Semi-Automated Creation of Density Functional Tight Binding Models through Leveraging Chebyshev Polynomial-Based Force Fields

Density functional tight binding (DFTB) is an attractive method for accelerated quantum simulations of condensed matter due to its enhanced computational efficiency over standard density functional theory (DFT) approaches. However, DFTB models can be challenging to determine for individual systems of interest, especially for metallic and interfacial systems where different bonding arrangements can lead to significant changes in electronic states. In this regard, we have created a rapid-screening approach for determining systematically improvable DFTB interaction potentials that can yield transferable models for a variety of conditions.

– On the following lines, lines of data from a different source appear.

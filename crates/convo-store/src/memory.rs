//! In-process [`Datastore`] used by tests and local development.
//!
//! Every document carries a version number bumped on each write so that
//! [`MemoryTransaction`] can detect lost updates at commit time. Call
//! counters let tests assert how many round trips an operation made.

use std::cmp::Ordering;
use std::collections::HashMap;
use std::sync::atomic::{AtomicUsize, Ordering as AtomicOrdering};
use std::sync::Arc;

use async_trait::async_trait;
use chrono::{DateTime, Utc};
use serde_json::Value;
use tokio::sync::RwLock;

use convo_shared::Key;

use crate::datastore::{Datastore, Direction, Query, Transaction};
use crate::error::{Result, StoreError};

#[derive(Default)]
struct Inner {
    docs: HashMap<Key, (u64, Value)>,
    clock: u64,
}

impl Inner {
    fn write(&mut self, key: Key, doc: Value) {
        self.clock += 1;
        self.docs.insert(key, (self.clock, doc));
    }

    fn version(&self, key: &Key) -> Option<u64> {
        self.docs.get(key).map(|(v, _)| *v)
    }
}

#[derive(Default)]
struct Counters {
    gets: AtomicUsize,
    get_multis: AtomicUsize,
    puts: AtomicUsize,
    put_multis: AtomicUsize,
    deletes: AtomicUsize,
    queries: AtomicUsize,
    commits: AtomicUsize,
}

/// Snapshot of the round trips made against a [`MemoryStore`].
#[derive(Debug, Clone, Copy, Default, PartialEq, Eq)]
pub struct CallStats {
    pub gets: usize,
    pub get_multis: usize,
    pub puts: usize,
    pub put_multis: usize,
    pub deletes: usize,
    pub queries: usize,
    pub commits: usize,
}

#[derive(Clone, Default)]
pub struct MemoryStore {
    inner: Arc<RwLock<Inner>>,
    counters: Arc<Counters>,
}

impl MemoryStore {
    pub fn new() -> Self {
        Self::default()
    }

    pub fn stats(&self) -> CallStats {
        let c = &self.counters;
        CallStats {
            gets: c.gets.load(AtomicOrdering::Relaxed),
            get_multis: c.get_multis.load(AtomicOrdering::Relaxed),
            puts: c.puts.load(AtomicOrdering::Relaxed),
            put_multis: c.put_multis.load(AtomicOrdering::Relaxed),
            deletes: c.deletes.load(AtomicOrdering::Relaxed),
            queries: c.queries.load(AtomicOrdering::Relaxed),
            commits: c.commits.load(AtomicOrdering::Relaxed),
        }
    }

    pub fn reset_stats(&self) {
        let c = &self.counters;
        for counter in [
            &c.gets,
            &c.get_multis,
            &c.puts,
            &c.put_multis,
            &c.deletes,
            &c.queries,
            &c.commits,
        ] {
            counter.store(0, AtomicOrdering::Relaxed);
        }
    }

    /// Every stored document, sorted by key. Used to compare whole-store
    /// states in tests.
    pub async fn dump(&self) -> Vec<(Key, Value)> {
        let inner = self.inner.read().await;
        let mut docs: Vec<(Key, Value)> = inner
            .docs
            .iter()
            .map(|(k, (_, doc))| (*k, doc.clone()))
            .collect();
        docs.sort_by(|a, b| a.0.cmp(&b.0));
        docs
    }

    fn bump(counter: &AtomicUsize) {
        counter.fetch_add(1, AtomicOrdering::Relaxed);
    }

    fn run_query(inner: &Inner, query: &Query) -> Vec<(Key, Value)> {
        let mut hits: Vec<(Key, Value)> = inner
            .docs
            .iter()
            .filter(|(k, _)| k.kind() == query.kind)
            .filter(|(_, (_, doc))| {
                query
                    .filters
                    .iter()
                    .all(|(field, value)| resolve(doc, field).iter().any(|v| *v == value))
            })
            .map(|(k, (_, doc))| (*k, doc.clone()))
            .collect();

        // Stable base order so offset/limit are deterministic.
        hits.sort_by(|a, b| a.0.cmp(&b.0));
        if let Some((field, direction)) = &query.order {
            hits.sort_by(|a, b| {
                let ord = compare(
                    resolve(&a.1, field).first().copied(),
                    resolve(&b.1, field).first().copied(),
                );
                match direction {
                    Direction::Asc => ord,
                    Direction::Desc => ord.reverse(),
                }
            });
        }

        hits.into_iter()
            .skip(query.offset)
            .take(query.limit.unwrap_or(usize::MAX))
            .collect()
    }
}

/// Values found at a dotted path, with arrays flattened at every step.
fn resolve<'a>(doc: &'a Value, path: &str) -> Vec<&'a Value> {
    let mut current = vec![doc];
    for segment in path.split('.') {
        let mut next = Vec::new();
        for value in current {
            if let Some(field) = value.get(segment) {
                match field {
                    Value::Array(items) => next.extend(items.iter()),
                    other => next.push(other),
                }
            }
        }
        current = next;
    }
    current
}

fn compare(a: Option<&Value>, b: Option<&Value>) -> Ordering {
    match (a, b) {
        (None, None) => Ordering::Equal,
        (None, Some(_)) => Ordering::Less,
        (Some(_), None) => Ordering::Greater,
        (Some(Value::Number(x)), Some(Value::Number(y))) => x
            .as_f64()
            .partial_cmp(&y.as_f64())
            .unwrap_or(Ordering::Equal),
        (Some(Value::String(x)), Some(Value::String(y))) => {
            // Timestamps compare chronologically, not lexically.
            match (
                x.parse::<DateTime<Utc>>().ok(),
                y.parse::<DateTime<Utc>>().ok(),
            ) {
                (Some(tx), Some(ty)) => tx.cmp(&ty),
                _ => x.cmp(y),
            }
        }
        (Some(Value::Bool(x)), Some(Value::Bool(y))) => x.cmp(y),
        _ => Ordering::Equal,
    }
}

fn ensure_object(key: &Key, doc: &Value) -> Result<()> {
    if doc.is_object() {
        Ok(())
    } else {
        Err(StoreError::MalformedDocument(*key))
    }
}

#[async_trait]
impl Datastore for MemoryStore {
    async fn get(&self, key: &Key) -> Result<Option<Value>> {
        Self::bump(&self.counters.gets);
        let inner = self.inner.read().await;
        Ok(inner.docs.get(key).map(|(_, doc)| doc.clone()))
    }

    async fn get_multi(&self, keys: &[Key]) -> Result<Vec<Option<Value>>> {
        Self::bump(&self.counters.get_multis);
        let inner = self.inner.read().await;
        Ok(keys
            .iter()
            .map(|k| inner.docs.get(k).map(|(_, doc)| doc.clone()))
            .collect())
    }

    async fn put(&self, key: &Key, doc: Value) -> Result<()> {
        Self::bump(&self.counters.puts);
        ensure_object(key, &doc)?;
        self.inner.write().await.write(*key, doc);
        Ok(())
    }

    async fn put_multi(&self, docs: Vec<(Key, Value)>) -> Result<()> {
        Self::bump(&self.counters.put_multis);
        for (key, doc) in &docs {
            ensure_object(key, doc)?;
        }
        let mut inner = self.inner.write().await;
        for (key, doc) in docs {
            inner.write(key, doc);
        }
        Ok(())
    }

    async fn delete(&self, key: &Key) -> Result<()> {
        Self::bump(&self.counters.deletes);
        self.inner.write().await.docs.remove(key);
        Ok(())
    }

    async fn delete_multi(&self, keys: &[Key]) -> Result<()> {
        Self::bump(&self.counters.deletes);
        let mut inner = self.inner.write().await;
        for key in keys {
            inner.docs.remove(key);
        }
        Ok(())
    }

    async fn query(&self, query: &Query) -> Result<Vec<(Key, Value)>> {
        Self::bump(&self.counters.queries);
        let inner = self.inner.read().await;
        Ok(Self::run_query(&inner, query))
    }

    async fn query_keys(&self, query: &Query) -> Result<Vec<Key>> {
        Self::bump(&self.counters.queries);
        let inner = self.inner.read().await;
        Ok(Self::run_query(&inner, query)
            .into_iter()
            .map(|(k, _)| k)
            .collect())
    }

    async fn begin(&self) -> Result<Box<dyn Transaction>> {
        Ok(Box::new(MemoryTransaction {
            inner: Arc::clone(&self.inner),
            counters: Arc::clone(&self.counters),
            reads: HashMap::new(),
            writes: Vec::new(),
        }))
    }
}

pub struct MemoryTransaction {
    inner: Arc<RwLock<Inner>>,
    counters: Arc<Counters>,
    reads: HashMap<Key, Option<u64>>,
    writes: Vec<(Key, Option<Value>)>,
}

#[async_trait]
impl Transaction for MemoryTransaction {
    async fn get(&mut self, key: &Key) -> Result<Option<Value>> {
        let inner = self.inner.read().await;
        let entry = inner.docs.get(key);
        self.reads.entry(*key).or_insert(entry.map(|(v, _)| *v));
        Ok(entry.map(|(_, doc)| doc.clone()))
    }

    fn put(&mut self, key: &Key, doc: Value) {
        self.writes.push((*key, Some(doc)));
    }

    fn delete(&mut self, key: &Key) {
        self.writes.push((*key, None));
    }

    async fn commit(self: Box<Self>) -> Result<()> {
        let MemoryTransaction {
            inner,
            counters,
            reads,
            writes,
        } = *self;
        MemoryStore::bump(&counters.commits);
        for (key, doc) in &writes {
            if let Some(doc) = doc {
                ensure_object(key, doc)?;
            }
        }

        let mut inner = inner.write().await;
        for (key, seen) in &reads {
            if inner.version(key) != *seen {
                tracing::debug!(key = %key, "transaction conflict");
                return Err(StoreError::Conflict(*key));
            }
        }
        for (key, doc) in writes {
            match doc {
                Some(doc) => inner.write(key, doc),
                None => {
                    inner.docs.remove(&key);
                }
            }
        }
        Ok(())
    }
}

#[cfg(test)]
mod tests {
    use super::*;
    use convo_shared::Kind;
    use serde_json::json;

    fn key(kind: Kind, id: i64) -> Key {
        Key::new(kind, id)
    }

    #[tokio::test]
    async fn test_put_get_delete() {
        let store = MemoryStore::new();
        let k = key(Kind::User, 1);
        store.put(&k, json!({"Email": "a@b.co"})).await.unwrap();
        assert_eq!(
            store.get(&k).await.unwrap(),
            Some(json!({"Email": "a@b.co"}))
        );
        store.delete(&k).await.unwrap();
        assert_eq!(store.get(&k).await.unwrap(), None);
    }

    #[tokio::test]
    async fn test_rejects_non_object() {
        let store = MemoryStore::new();
        let err = store.put(&key(Kind::User, 1), json!([1, 2])).await;
        assert!(matches!(err, Err(StoreError::MalformedDocument(_))));
    }

    #[tokio::test]
    async fn test_get_multi_keeps_slots() {
        let store = MemoryStore::new();
        store.put(&key(Kind::User, 2), json!({"N": 2})).await.unwrap();
        let docs = store
            .get_multi(&[key(Kind::User, 1), key(Kind::User, 2)])
            .await
            .unwrap();
        assert_eq!(docs, vec![None, Some(json!({"N": 2}))]);
    }

    #[tokio::test]
    async fn test_query_array_and_nested_filters() {
        let store = MemoryStore::new();
        let alice = key(Kind::User, 1).encode();
        let bob = key(Kind::User, 2).encode();
        store
            .put(
                &key(Kind::Thread, 10),
                json!({"UserKeys": [alice, bob], "Reads": [{"UserKey": bob}]}),
            )
            .await
            .unwrap();
        store
            .put(&key(Kind::Thread, 11), json!({"UserKeys": [bob], "Reads": []}))
            .await
            .unwrap();
        store
            .put(&key(Kind::Event, 12), json!({"UserKeys": [alice]}))
            .await
            .unwrap();

        let q = Query::new(Kind::Thread).filter("UserKeys", &alice);
        assert_eq!(
            store.query_keys(&q).await.unwrap(),
            vec![key(Kind::Thread, 10)]
        );

        let q = Query::new(Kind::Thread).filter("Reads.UserKey", &bob);
        assert_eq!(
            store.query_keys(&q).await.unwrap(),
            vec![key(Kind::Thread, 10)]
        );
    }

    #[tokio::test]
    async fn test_query_orders_timestamps_chronologically() {
        let store = MemoryStore::new();
        store
            .put(&key(Kind::Message, 1), json!({"Timestamp": "2024-01-01T00:00:00Z"}))
            .await
            .unwrap();
        store
            .put(
                &key(Kind::Message, 2),
                json!({"Timestamp": "2024-01-01T00:00:00.500Z"}),
            )
            .await
            .unwrap();

        let q = Query::new(Kind::Message)
            .order("Timestamp", Direction::Desc)
            .limit(Some(1));
        assert_eq!(
            store.query_keys(&q).await.unwrap(),
            vec![key(Kind::Message, 2)]
        );
    }

    #[tokio::test]
    async fn test_transaction_conflict() {
        let store = MemoryStore::new();
        let k = key(Kind::Event, 1);
        store.put(&k, json!({"RsvpKeys": []})).await.unwrap();

        let mut tx = store.begin().await.unwrap();
        tx.get(&k).await.unwrap();
        tx.put(&k, json!({"RsvpKeys": ["a"]}));

        // A concurrent writer lands first.
        store.put(&k, json!({"RsvpKeys": ["b"]})).await.unwrap();

        assert!(matches!(tx.commit().await, Err(StoreError::Conflict(_))));
        assert_eq!(store.get(&k).await.unwrap(), Some(json!({"RsvpKeys": ["b"]})));
    }

    #[tokio::test]
    async fn test_transaction_commit() {
        let store = MemoryStore::new();
        let k = key(Kind::Event, 1);
        store.put(&k, json!({"RsvpKeys": []})).await.unwrap();

        let mut tx = store.begin().await.unwrap();
        tx.get(&k).await.unwrap();
        tx.put(&k, json!({"RsvpKeys": ["a"]}));
        tx.commit().await.unwrap();

        assert_eq!(store.get(&k).await.unwrap(), Some(json!({"RsvpKeys": ["a"]})));
        assert_eq!(store.stats().commits, 1);
    }
}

Our method leverages a recent reactive molecular dynamics force field where many-body interactions are represented by linear combinations of Chebyshev polynomials. This allows for the efficient creation of multi-center representations with relative ease, requiring only a small investment in initial DFT calculations. We have focused our workflow on TiH2 as a model system and show that a relatively small training set based on unit-cell-sized calculations yields a model accurate for both bulk and surface properties. Our approach is easy to implement and can yield reliable DFTB models over a broad range of thermodynamic conditions, where physical and chemical properties can be difficult to interrogate directly and there is historically a significant reliance on theoretical approaches for interpretation and validation of experimental results.

Automated summary

A rapid-screening approach has been developed for determining systematically improvable DFTB interaction potentials that can yield transferable models for a variety of conditions. The method leverages a recent reactive molecular dynamics force field and linear combinations of Chebyshev polynomials, allowing for efficient creation of multi-center representations with minimal initial DFT calculations. The workflow has been focused on TiH2 as a model system, demonstrating its ability to produce reliable DFTB models over a broad range of thermodynamic conditions.